Pauline Goulet from the University of St. Andrews Sea Mammal Research Unit.
Thanks to data-logging technology, researchers have a fairly good handle on how far elephant seals travel to feed—and how long and how deep they dive. But nobody really knew how they find their prey in the darkness. Do they track the lights? Or is something else going on?
"So we built a sensor that could pick up flashes produced by animals that were being hunted by the elephant seal, because we thought that elephant seals might be looking for that light to catch a snack."
But it turned out that the fish actually used their bioluminescence to disorient seals after the seals began their attack.
"The thing is it seemed that the flashing prey were harder to catch than the nonflashing prey—which we found out by looking at the duration of the chase, which was longer for flashing prey."
The fish flash was always emitted just after the seal launched an attack, making it a defensive, reactive maneuver to distract the seals. But at least one seal learned to turn that liability into a hunting strategy.

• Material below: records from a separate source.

/// The supervision actor for one instance.
async fn run_instance(
    descriptor: AppDescriptor,
    instance: u32,
    context: SupervisorContext,
    status: Arc<RwLock<InstanceStatus>>,
    mut commands: mpsc::Receiver<InstanceCommand>,
) {
    let mut tracker = RestartTracker::new(&descriptor);
    let mut pacing = RestartPacing::new(&descriptor);
    // Validated at config load; fall back for descriptors built in code.
    let stop_signal = descriptor
        .parsed_stop_signal()
        .unwrap_or(Signal::SIGTERM);

    loop {
        {
            let mut st = status.write().await;
            st.state = AppState::Starting;
            st.pid = None;
            st.stopped_at = None;
            st.exit_code = None;
            st.exit_signal = None;
        }

        let readiness = if descriptor.wait_ready {
            match ReadinessSocket::bind(&context.runtime_dir, &descriptor.name, instance) {
                Ok(socket) => Some(socket),
                Err(error) => {
                    // Without the socket a required readiness signal can
                    // never arrive; treat this like a failed launch.
                    warn!(app = %descriptor.name, instance, %error, "Failed to bind readiness socket");
                    status.write().await.state = AppState::Crashed;
                    match evaluate_crash(
                        &descriptor,
                        &mut tracker,
                        &mut pacing,
                        &status,
                        &mut commands,
                        Duration::ZERO,
                        "readiness socket unavailable",
                    )
                    .await
                    {
                        AfterExit::Relaunch => continue,
                        AfterExit::Terminal => return,
                    }
                }
            }
        } else {
            None
        };

        let spawned = match launcher::launch(
            &descriptor,
            instance,
            readiness.as_ref().map(ReadinessSocket::path),
        ) {
            Ok(spawned) => spawned,
            Err(error) => {
                warn!(app = %descriptor.name, instance, %error, "Launch failed");
                status.write().await.state = AppState::Crashed;
                match evaluate_crash(
                    &descriptor,
                    &mut tracker,
                    &mut pacing,
                    &status,
                    &mut commands,
                    Duration::ZERO,
                    "launch failed",
                )
                .await
                {
                    AfterExit::Relaunch => continue,
                    AfterExit::Terminal => return,
                }
            }
        };

        let SpawnedChild {
            mut child,
            pid,
            started_at,
            stdout,
            stderr,
        } = spawned;
        let launched_at = Instant::now();

        {
            let mut st = status.write().await;
            st.pid = Some(pid);
            st.started_at = Some(started_at);
        }
        info!(app = %descriptor.name, instance, pid, "Launched");

        let targets = LogTargets::for_instance(&descriptor, instance, &context.log_dir);
        let (log_tx, log_writer) = logs::spawn_writer(targets);
        let out_pump = logs::pump(stdout, StreamKind::Stdout, log_tx.clone());
        let err_pump = logs::pump(stderr, StreamKind::Stderr, log_tx);

        let outcome: LaunchOutcome = 'launch: {
            // Startup phase: the listen deadline governs.
            let startup = tokio::select! {
                exit = wait_child(&mut child) => Startup::Exited(exit),
                _ = ready_signal(readiness.as_ref()), if descriptor.wait_ready => Startup::Ready,
                _ = sleep(descriptor.listen_timeout) => Startup::Deadline,
                command = commands.recv() => Startup::Command(command),
            };

            match startup {
                Startup::Exited(exit) => {
                    break 'launch classify_exit(exit, launched_at.elapsed(), "during startup:");
                }
                Startup::Command(command) => {
                    let exit = shutdown_child(
                        &mut child,
                        pid,
                        stop_signal,
                        descriptor.kill_timeout,
                        &status,
                    )
                    .await;
                    break 'launch match command {
                        Some(InstanceCommand::Restart) => LaunchOutcome::DeliberateRestart {
                            exit,
                            reset_quota: true,
                        },
                        Some(InstanceCommand::Stop) | None => LaunchOutcome::Stopped { exit },
                    };
                }
                Startup::Deadline if descriptor.wait_ready => {
                    warn!(app = %descriptor.name, instance, "Readiness deadline elapsed");
                    let exit = shutdown_child(
                        &mut child,
                        pid,
                        stop_signal,
                        descriptor.kill_timeout,
                        &status,
                    )
                    .await;
                    break 'launch LaunchOutcome::Crashed {
                        exit: Some(exit),
                        uptime: launched_at.elapsed(),
                        reason: "readiness deadline elapsed".to_string(),
                    };
                }
                // Surviving the window is startup success when no
                // readiness signal is required.
                Startup::Deadline => {}
                Startup::Ready => {
                    debug!(app = %descriptor.name, instance, "Readiness notification received");
                }
            }

            status.write().await.state = AppState::Listening;

            // Confirm liveness; the child may have died in the same
            // instant the deadline fired.
            match child.try_wait() {
                Ok(Some(exit_status)) => {
                    break 'launch classify_exit(
                        ChildExit::from_status(exit_status),
                        launched_at.elapsed(),
                        "during startup:",
                    );
                }
                Ok(None) => {}
                Err(error) => {
                    debug!(app = %descriptor.name, instance, %error, "Liveness check failed");
                }
            }

            status.write().await.state = AppState::Running;
            info!(app = %descriptor.name, instance, pid, "Running");

            // Running phase.
            let mut memory_timer = interval(MEMORY_POLL_INTERVAL);
            memory_timer.set_missed_tick_behavior(MissedTickBehavior::Delay);

            loop {
                tokio::select! {
                    exit = wait_child(&mut child) => {
                        break 'launch classify_exit(exit, launched_at.elapsed(), "unexpectedly");
                    }
                    _ = memory_timer.tick(), if descriptor.max_memory_restart.is_some() => {
                        let ceiling = descriptor.max_memory_restart.unwrap_or(u64::MAX);
                        if let Some(resident) = resident_memory(pid) {
                            if resident > ceiling {
                                info!(
                                    app = %descriptor.name,
                                    instance,
                                    resident,
                                    ceiling,
                                    "Memory ceiling exceeded, restarting"
                                );
                                let exit = shutdown_child(
                                    &mut child,
                                    pid,
                                    stop_signal,
                                    descriptor.kill_timeout,
                                    &status,
                                )
                                .await;
                                break 'launch LaunchOutcome::DeliberateRestart {
                                    exit,
                                    reset_quota: false,
                                };
                            }
                        }
                    }
                    command = commands.recv() => {
                        let exit = shutdown_child(
                            &mut child,
                            pid,
                            stop_signal,
                            descriptor.kill_timeout,
                            &status,
                        )
                        .await;
                        break 'launch match command {
                            Some(InstanceCommand::Restart) => LaunchOutcome::DeliberateRestart {
                                exit,
                                reset_quota: true,
                            },
                            Some(InstanceCommand::Stop) | None => LaunchOutcome::Stopped { exit },
                        };
                    }
                }
            }
        };

        // Drain the log pipeline before anything else so every captured
        // line is on disk before a relaunch reopens the files.
        let _ = out_pump.await;
        let _ = err_pump.await;
        let _ = log_writer.await;
        drop(readiness);

        let record_exit = |st: &mut InstanceStatus, exit: &ChildExit| {
            st.pid = None;
            st.stopped_at = Some(Utc::now());
            st.exit_code = exit.code;
            st.exit_signal = exit.signal;
        };

        match outcome {
            LaunchOutcome::Stopped { exit } => {
                let mut st = status.write().await;
                record_exit(&mut st, &exit);
                st.state = AppState::Stopped;
                st.failure_reason = None;
                info!(app = %descriptor.name, instance, "Stopped");
                return;
            }
            LaunchOutcome::CompletedClean { exit } => {
                let mut st = status.write().await;
                record_exit(&mut st, &exit);
                st.state = AppState::Stopped;
                st.failure_reason = None;
                info!(app = %descriptor.name, instance, "Exited cleanly");
                return;
            }
            LaunchOutcome::DeliberateRestart { exit, reset_quota } => {
                {
                    let mut st = status.write().await;
                    record_exit(&mut st, &exit);
                    if reset_quota {
                        tracker.reset();
                        st.restart_count = 0;
                    }
                }
                pacing.reset();
                continue;
            }
            LaunchOutcome::Crashed {
                exit,
                uptime,
                reason,
            } => {
                {
                    let mut st = status.write().await;
                    if let Some(exit) = exit.as_ref() {
                        record_exit(&mut st, exit);
                    } else {
                        st.pid = None;
                        st.stopped_at = Some(Utc::now());
                    }
                    st.state = AppState::Crashed;
                }
                match evaluate_crash(
                    &descriptor,
                    &mut tracker,
                    &mut pacing,
                    &status,
                    &mut commands,
                    uptime,
                    &reason,
                )
                .await
                {
                    AfterExit::Relaunch => continue,
                    AfterExit::Terminal => return,
                }
            }
        }
    }
}
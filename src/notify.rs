//! Readiness notification socket.
//!
//! Apps started with `wait_ready` get a `NOTIFY_SOCKET` environment
//! variable naming a Unix datagram socket; writing `READY=1` to it
//! (the sd_notify wire convention) completes the startup phase before
//! the listen deadline.

use crate::error::Result;
use std::path::{Path, PathBuf};
use tokio::net::UnixDatagram;
use tracing::warn;

/// Server end of one instance's readiness socket.
pub struct ReadinessSocket {
    socket: UnixDatagram,
    path: PathBuf,
}

impl ReadinessSocket {
    /// Bind the readiness socket for an instance under `runtime_dir`.
    pub fn bind(runtime_dir: &Path, app: &str, instance: u32) -> Result<Self> {
        std::fs::create_dir_all(runtime_dir)?;
        let path = runtime_dir.join(format!("{}-{}.ready", app, instance));
        if path.exists() {
            std::fs::remove_file(&path)?;
        }
        let socket = UnixDatagram::bind(&path)?;
        Ok(Self { socket, path })
    }

    /// Path handed to the child as `NOTIFY_SOCKET`.
    pub fn path(&self) -> &Path {
        &self.path
    }

    /// Resolve once a `READY=1` datagram arrives. Never resolves
    /// otherwise; the caller races this against the listen deadline.
    pub async fn ready(&self) {
        let mut buf = [0u8; 256];
        loop {
            match self.socket.recv(&mut buf).await {
                Ok(len) => {
                    let payload = String::from_utf8_lossy(&buf[..len]);
                    if payload.lines().any(|line| line.trim() == "READY=1") {
                        return;
                    }
                }
                Err(error) => {
                    warn!(path = %self.path.display(), %error, "Readiness socket read failed");
                    // Leave the startup decision to the listen deadline.
                    std::future::pending::<()>().await;
                }
            }
        }
    }
}

impl Drop for ReadinessSocket {
    fn drop(&mut self) {
        if let Err(error) = std::fs::remove_file(&self.path) {
            if error.kind() != std::io::ErrorKind::NotFound {
                warn!(path = %self.path.display(), %error, "Failed to remove readiness socket");
            }
        }
    }
}
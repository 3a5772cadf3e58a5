//! Tests for the AppManager registry and the control socket
//!
//! Tests use temporary directories for isolation; apps are /bin/sh
//! children defined through real config files.

use std::path::Path;
use std::sync::Arc;
use std::time::Duration;
use tempfile::TempDir;
use tokio::sync::broadcast;
use warden::app::AppState;
use warden::control::{self, ControlClient, ControlCommand, ControlResponse, ControlServer};
use warden::error::Error;
use warden::manager::{AppManager, ManagerConfig};
use assert_matches::assert_matches;

/// Write a config file declaring a single long-running app.
fn write_sleeper_config(dir: &TempDir, name: &str) -> std::path::PathBuf {
    let script = dir.path().join("sleeper.sh");
    std::fs::write(&script, "exec sleep 30\n").unwrap();

    let config_path = dir.path().join("warden.toml");
    std::fs::write(
        &config_path,
        format!(
            r#"
            [apps.{}]
            interpreter = "/bin/sh"
            script = "{}"
            listen_timeout = 100
            kill_timeout = 1000
            "#,
            name,
            script.display()
        ),
    )
    .unwrap();
    config_path
}

fn manager_in(dir: &TempDir, config_path: &Path) -> AppManager {
    AppManager::new(ManagerConfig {
        config_path: config_path.to_path_buf(),
        runtime_dir: dir.path().join("run"),
        log_dir: dir.path().join("logs"),
    })
}

async fn wait_app_running(manager: &AppManager, name: &str) {
    let deadline = tokio::time::Instant::now() + Duration::from_secs(5);
    loop {
        let statuses = manager.status(name).await.unwrap();
        if !statuses.is_empty() && statuses.iter().all(|s| s.state == AppState::Running) {
            return;
        }
        assert!(
            tokio::time::Instant::now() < deadline,
            "app did not reach Running in time"
        );
        tokio::time::sleep(Duration::from_millis(25)).await;
    }
}

mod registry {
    use super::*;

    #[tokio::test]
    async fn test_start_stop_round_trip() {
        let dir = TempDir::new().unwrap();
        let config = write_sleeper_config(&dir, "svc");
        let manager = manager_in(&dir, &config);

        assert_eq!(manager.load_apps().await.unwrap(), 1);
        assert_eq!(manager.start("svc").await.unwrap(), 1);
        wait_app_running(&manager, "svc").await;

        // Starting a running app is refused.
        assert_matches!(manager.start("svc").await, Err(Error::AlreadyRunning(_)));

        manager.stop("svc").await.unwrap();
        let statuses = manager.status("svc").await.unwrap();
        assert!(statuses.iter().all(|s| s.state == AppState::Stopped));

        // Stopping a stopped app is refused.
        assert_matches!(manager.stop("svc").await, Err(Error::NotRunning(_)));
    }

    #[tokio::test]
    async fn test_unknown_app_is_an_error() {
        let dir = TempDir::new().unwrap();
        let config = write_sleeper_config(&dir, "svc");
        let manager = manager_in(&dir, &config);
        manager.load_apps().await.unwrap();

        assert_matches!(manager.start("ghost").await, Err(Error::UnknownApp(_)));
        assert_matches!(manager.stop("ghost").await, Err(Error::UnknownApp(_)));
        assert_matches!(manager.status("ghost").await, Err(Error::UnknownApp(_)));
    }

    #[tokio::test]
    async fn test_multiple_instances_get_distinct_identities() {
        let dir = TempDir::new().unwrap();
        let script = dir.path().join("instance.sh");
        std::fs::write(&script, "echo \"$WARDEN_INSTANCE\"\nexec sleep 30\n").unwrap();

        let config_path = dir.path().join("warden.toml");
        std::fs::write(
            &config_path,
            format!(
                r#"
                [apps.pool]
                interpreter = "/bin/sh"
                script = "{}"
                instances = 2
                exec_mode = "cluster"
                listen_timeout = 100
                kill_timeout = 1000
                "#,
                script.display()
            ),
        )
        .unwrap();

        let manager = manager_in(&dir, &config_path);
        manager.load_apps().await.unwrap();
        assert_eq!(manager.start("pool").await.unwrap(), 2);
        wait_app_running(&manager, "pool").await;

        let statuses = manager.status("pool").await.unwrap();
        assert_eq!(statuses.len(), 2);
        let pids: Vec<_> = statuses.iter().filter_map(|s| s.pid).collect();
        assert_eq!(pids.len(), 2);
        assert_ne!(pids[0], pids[1]);

        // Each instance logs to its own default file.
        let log_dir = dir.path().join("logs");
        let first = std::fs::read_to_string(log_dir.join("pool-0-out.log")).unwrap();
        let second = std::fs::read_to_string(log_dir.join("pool-1-out.log")).unwrap();
        assert!(first.trim().ends_with('0'));
        assert!(second.trim().ends_with('1'));

        manager.stop("pool").await.unwrap();
    }

    #[tokio::test]
    async fn test_restart_brings_up_a_fresh_child() {
        let dir = TempDir::new().unwrap();
        let config = write_sleeper_config(&dir, "svc");
        let manager = manager_in(&dir, &config);
        manager.load_apps().await.unwrap();

        manager.start("svc").await.unwrap();
        wait_app_running(&manager, "svc").await;
        let old_pid = manager.status("svc").await.unwrap()[0].pid.unwrap();

        manager.restart("svc").await.unwrap();
        let deadline = tokio::time::Instant::now() + Duration::from_secs(5);
        let new_pid = loop {
            let statuses = manager.status("svc").await.unwrap();
            if let Some(pid) = statuses[0].pid {
                if pid != old_pid && statuses[0].state == AppState::Running {
                    break pid;
                }
            }
            assert!(
                tokio::time::Instant::now() < deadline,
                "restart never produced a new child"
            );
            tokio::time::sleep(Duration::from_millis(25)).await;
        };
        assert_ne!(new_pid, old_pid);

        manager.stop("svc").await.unwrap();
    }

    #[tokio::test]
    async fn test_list_reports_aggregate_state() {
        let dir = TempDir::new().unwrap();
        let config = write_sleeper_config(&dir, "svc");
        let manager = manager_in(&dir, &config);
        manager.load_apps().await.unwrap();

        let summaries = manager.list().await;
        assert_eq!(summaries.len(), 1);
        assert_eq!(summaries[0].name, "svc");
        assert_eq!(summaries[0].state, AppState::Stopped);

        manager.start("svc").await.unwrap();
        wait_app_running(&manager, "svc").await;

        let summaries = manager.list().await;
        assert_eq!(summaries[0].state, AppState::Running);
        assert_eq!(summaries[0].running, 1);

        manager.stop("svc").await.unwrap();
    }
}

mod control_socket {
    use super::*;

    /// Run an accept loop like the daemon's over a test socket.
    fn serve(
        mut server: ControlServer,
        manager: Arc<AppManager>,
        shutdown_tx: broadcast::Sender<()>,
    ) -> tokio::task::JoinHandle<()> {
        tokio::spawn(async move {
            loop {
                let mut stream = match server.accept().await {
                    Ok(stream) => stream,
                    Err(_) => break,
                };
                let manager = Arc::clone(&manager);
                let shutdown_tx = shutdown_tx.clone();
                tokio::spawn(async move {
                    if let Ok(command) = ControlServer::read_command(&mut stream).await {
                        let response = control::dispatch(&manager, &shutdown_tx, command).await;
                        let _ = ControlServer::write_response(&mut stream, &response).await;
                    }
                });
            }
        })
    }

    #[tokio::test]
    async fn test_command_round_trip_over_the_socket() {
        let dir = TempDir::new().unwrap();
        let config = write_sleeper_config(&dir, "svc");
        let manager = Arc::new(manager_in(&dir, &config));
        manager.load_apps().await.unwrap();

        let socket_path = dir.path().join("run").join("control.sock");
        let mut server = ControlServer::new(&socket_path);
        server.start().await.unwrap();

        let (shutdown_tx, mut shutdown_rx) = broadcast::channel(1);
        let server_task = serve(server, Arc::clone(&manager), shutdown_tx);

        let client = ControlClient::new(&socket_path);
        assert!(client.ping().await);

        let response = client
            .send_command(ControlCommand::Start {
                name: "svc".to_string(),
            })
            .await
            .unwrap();
        assert_matches!(response, ControlResponse::Success { .. });
        wait_app_running(&manager, "svc").await;

        let response = client
            .send_command(ControlCommand::Status {
                name: "svc".to_string(),
            })
            .await
            .unwrap();
        match response {
            ControlResponse::Status { app, instances } => {
                assert_eq!(app, "svc");
                assert_eq!(instances.len(), 1);
                assert_eq!(instances[0].state, AppState::Running);
            }
            other => panic!("unexpected response: {:?}", other),
        }

        let response = client.send_command(ControlCommand::List).await.unwrap();
        match response {
            ControlResponse::AppList { apps } => {
                assert_eq!(apps.len(), 1);
                assert_eq!(apps[0].name, "svc");
            }
            other => panic!("unexpected response: {:?}", other),
        }

        // Unknown names come back as command errors, not transport errors.
        let response = client
            .send_command(ControlCommand::Stop {
                name: "ghost".to_string(),
            })
            .await
            .unwrap();
        assert_matches!(response, ControlResponse::Error { .. });

        let response = client
            .send_command(ControlCommand::Stop {
                name: "svc".to_string(),
            })
            .await
            .unwrap();
        assert_matches!(response, ControlResponse::Success { .. });

        let response = client.send_command(ControlCommand::Shutdown).await.unwrap();
        assert_matches!(response, ControlResponse::Success { .. });
        tokio::time::timeout(Duration::from_secs(1), shutdown_rx.recv())
            .await
            .expect("shutdown must be broadcast")
            .unwrap();

        server_task.abort();
    }

    #[tokio::test]
    async fn test_client_without_daemon_fails_cleanly() {
        let dir = TempDir::new().unwrap();
        let client = ControlClient::new(dir.path().join("missing.sock"));
        assert!(!client.ping().await);
        assert!(client.send_command(ControlCommand::List).await.is_err());
    }
}
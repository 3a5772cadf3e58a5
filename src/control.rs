//! Control socket for communicating with the running supervisor.
//!
//! This module provides IPC between the warden CLI and the daemon via
//! a Unix domain socket carrying newline-delimited JSON.

use crate::app::InstanceStatus;
use crate::error::{Error, Result};
use crate::manager::{self, AppManager, AppSummary};
use serde::{Deserialize, Serialize};
use std::path::{Path, PathBuf};
use tokio::io::{AsyncBufReadExt, AsyncWriteExt, BufReader};
use tokio::net::{UnixListener, UnixStream};
use tokio::sync::broadcast;
use tracing::{debug, info, warn};

/// File name of the control socket inside the runtime directory.
pub const CONTROL_SOCKET_NAME: &str = "control.sock";

/// Default path for the control socket.
pub fn default_socket_path() -> PathBuf {
    manager::default_runtime_dir().join(CONTROL_SOCKET_NAME)
}

/// Commands that can be sent to the supervisor.
#[derive(Debug, Clone, Serialize, Deserialize)]
pub enum ControlCommand {
    /// Start an app
    Start { name: String },
    /// Gracefully stop an app
    Stop { name: String },
    /// Restart an app under its current descriptor
    Restart { name: String },
    /// Re-read the config file and restart an app under the fresh descriptor
    Reload { name: String },
    /// Get per-instance status of an app
    Status { name: String },
    /// List all registered apps
    List,
    /// Shut the supervisor down
    Shutdown,
    /// Check whether the supervisor is responding
    Ping,
}

/// Response from the supervisor.
#[derive(Debug, Clone, Serialize, Deserialize)]
pub enum ControlResponse {
    /// Command succeeded
    Success { message: String },
    /// Command failed
    Error { message: String },
    /// Per-instance status for one app
    Status {
        app: String,
        instances: Vec<InstanceStatus>,
    },
    /// Registered apps
    AppList { apps: Vec<AppSummary> },
    /// Pong response
    Pong,
}

/// Execute a control command against the manager.
pub async fn dispatch(
    manager: &AppManager,
    shutdown: &broadcast::Sender<()>,
    command: ControlCommand,
) -> ControlResponse {
    match command {
        ControlCommand::Start { name } => match manager.start(&name).await {
            Ok(count) => ControlResponse::Success {
                message: format!("Started {} ({} instance(s))", name, count),
            },
            Err(e) => ControlResponse::Error {
                message: e.to_string(),
            },
        },
        ControlCommand::Stop { name } => match manager.stop(&name).await {
            Ok(()) => ControlResponse::Success {
                message: format!("Stopped {}", name),
            },
            Err(e) => ControlResponse::Error {
                message: e.to_string(),
            },
        },
        ControlCommand::Restart { name } => match manager.restart(&name).await {
            Ok(()) => ControlResponse::Success {
                message: format!("Restarted {}", name),
            },
            Err(e) => ControlResponse::Error {
                message: e.to_string(),
            },
        },
        ControlCommand::Reload { name } => match manager.reload(&name).await {
            Ok(()) => ControlResponse::Success {
                message: format!("Reloaded {}", name),
            },
            Err(e) => ControlResponse::Error {
                message: e.to_string(),
            },
        },
        ControlCommand::Status { name } => match manager.status(&name).await {
            Ok(instances) => ControlResponse::Status {
                app: name,
                instances,
            },
            Err(e) => ControlResponse::Error {
                message: e.to_string(),
            },
        },
        ControlCommand::List => ControlResponse::AppList {
            apps: manager.list().await,
        },
        ControlCommand::Shutdown => {
            info!("Shutdown requested over control socket");
            let _ = shutdown.send(());
            ControlResponse::Success {
                message: "Shutting down".to_string(),
            }
        }
        ControlCommand::Ping => ControlResponse::Pong,
    }
}

/// Control socket server (runs in the daemon).
pub struct ControlServer {
    socket_path: PathBuf,
    listener: Option<UnixListener>,
}

impl ControlServer {
    /// Create a new control server.
    pub fn new(socket_path: impl AsRef<Path>) -> Self {
        Self {
            socket_path: socket_path.as_ref().to_path_buf(),
            listener: None,
        }
    }

    /// Start listening for connections.
    pub async fn start(&mut self) -> Result<()> {
        if let Some(parent) = self.socket_path.parent() {
            std::fs::create_dir_all(parent)?;
        }

        // Remove a stale socket from a previous run.
        if self.socket_path.exists() {
            std::fs::remove_file(&self.socket_path)?;
        }

        let listener = UnixListener::bind(&self.socket_path)?;
        info!(path = %self.socket_path.display(), "Control socket listening");

        self.listener = Some(listener);
        Ok(())
    }

    /// Accept a single connection.
    pub async fn accept(&self) -> Result<UnixStream> {
        let listener = self
            .listener
            .as_ref()
            .ok_or_else(|| Error::Other("Control server not started".to_string()))?;

        let (stream, _addr) = listener.accept().await?;
        debug!("Accepted control connection");
        Ok(stream)
    }

    /// Read a command from a stream.
    pub async fn read_command(stream: &mut UnixStream) -> Result<ControlCommand> {
        let mut reader = BufReader::new(stream);
        let mut line = String::new();
        reader.read_line(&mut line).await?;

        let command: ControlCommand = serde_json::from_str(line.trim())
            .map_err(|e| Error::Other(format!("Failed to parse command: {}", e)))?;

        debug!(command = ?command, "Received control command");
        Ok(command)
    }

    /// Write a response to a stream.
    pub async fn write_response(stream: &mut UnixStream, response: &ControlResponse) -> Result<()> {
        let json = serde_json::to_string(response)
            .map_err(|e| Error::Other(format!("Failed to serialize response: {}", e)))?;

        stream.write_all(json.as_bytes()).await?;
        stream.write_all(b"\n").await?;
        stream.flush().await?;
        Ok(())
    }

    /// Get the socket path.
    pub fn socket_path(&self) -> &Path {
        &self.socket_path
    }
}

impl Drop for ControlServer {
    fn drop(&mut self) {
        if self.socket_path.exists() {
            if let Err(e) = std::fs::remove_file(&self.socket_path) {
                warn!(error = %e, "Failed to remove control socket");
            }
        }
    }
}

/// Control socket client (used by the warden CLI).
pub struct ControlClient {
    socket_path: PathBuf,
}

impl ControlClient {
    /// Create a new control client.
    pub fn new(socket_path: impl AsRef<Path>) -> Self {
        Self {
            socket_path: socket_path.as_ref().to_path_buf(),
        }
    }

    /// Create with the default socket path.
    pub fn with_default_path() -> Self {
        Self::new(default_socket_path())
    }

    /// Connect to the supervisor.
    pub async fn connect(&self) -> Result<UnixStream> {
        if !self.socket_path.exists() {
            return Err(Error::Other(format!(
                "Control socket not found at {}. Is the supervisor running?",
                self.socket_path.display()
            )));
        }

        let stream = UnixStream::connect(&self.socket_path).await.map_err(|e| {
            Error::Other(format!(
                "Failed to connect to control socket: {}. Is the supervisor running?",
                e
            ))
        })?;

        Ok(stream)
    }

    /// Send a command and receive a response.
    pub async fn send_command(&self, command: ControlCommand) -> Result<ControlResponse> {
        let mut stream = self.connect().await?;

        let json = serde_json::to_string(&command)
            .map_err(|e| Error::Other(format!("Failed to serialize command: {}", e)))?;

        stream.write_all(json.as_bytes()).await?;
        stream.write_all(b"\n").await?;
        stream.flush().await?;

        let mut reader = BufReader::new(&mut stream);
        let mut line = String::new();
        reader.read_line(&mut line).await?;

        let response: ControlResponse = serde_json::from_str(line.trim())
            .map_err(|e| Error::Other(format!("Failed to parse response: {}", e)))?;

        Ok(response)
    }

    /// Convenience: is the supervisor up?
    pub async fn ping(&self) -> bool {
        matches!(
            self.send_command(ControlCommand::Ping).await,
            Ok(ControlResponse::Pong)
        )
    }
}

#[cfg(test)]
mod tests {
    use super::*;

    #[test]
    fn test_command_serialization() {
        let cmd = ControlCommand::Start {
            name: "web".to_string(),
        };
        let json = serde_json::to_string(&cmd).unwrap();
        let parsed: ControlCommand = serde_json::from_str(&json).unwrap();

        match parsed {
            ControlCommand::Start { name } => assert_eq!(name, "web"),
            _ => panic!("Wrong command type"),
        }
    }

    #[test]
    fn test_response_serialization() {
        let resp = ControlResponse::Success {
            message: "Started web".to_string(),
        };
        let json = serde_json::to_string(&resp).unwrap();
        let parsed: ControlResponse = serde_json::from_str(&json).unwrap();

        match parsed {
            ControlResponse::Success { message } => assert_eq!(message, "Started web"),
            _ => panic!("Wrong response type"),
        }
    }

    #[test]
    fn test_summary_serialization() {
        let summary = AppSummary {
            name: "web".to_string(),
            state: crate::app::AppState::Running,
            mode: crate::app::ExecMode::Cluster,
            instances: 2,
            running: 2,
            restarts: 0,
        };
        let json = serde_json::to_string(&summary).unwrap();
        let parsed: AppSummary = serde_json::from_str(&json).unwrap();

        assert_eq!(parsed.name, "web");
        assert_eq!(parsed.state, crate::app::AppState::Running);
        assert_eq!(parsed.instances, 2);
    }
}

"This seal appeared to be a master in catching the flashing prey, because each time it tried to catch a prey, first it would do this little head movement that was probably mechanically sensed by the prey. Then it would induce the prey to flash, because the prey reacts to this approaching predator."
This seal would twitch her head, see where the light came from and only then start the chase.
So even if some seals can use bioluminescence as a way to find food, for most the light is a distraction. Goulet thinks that seals probably rely more on their whiskers to sense the movements their prey make in the water.
"It's just a step forward into understanding what's happening in these depths, in this ecosystem that we don't really know much about—especially in the Southern Ocean."
Thanks for listening for Scientific American's 60-second Science. I'm Jason Goldman.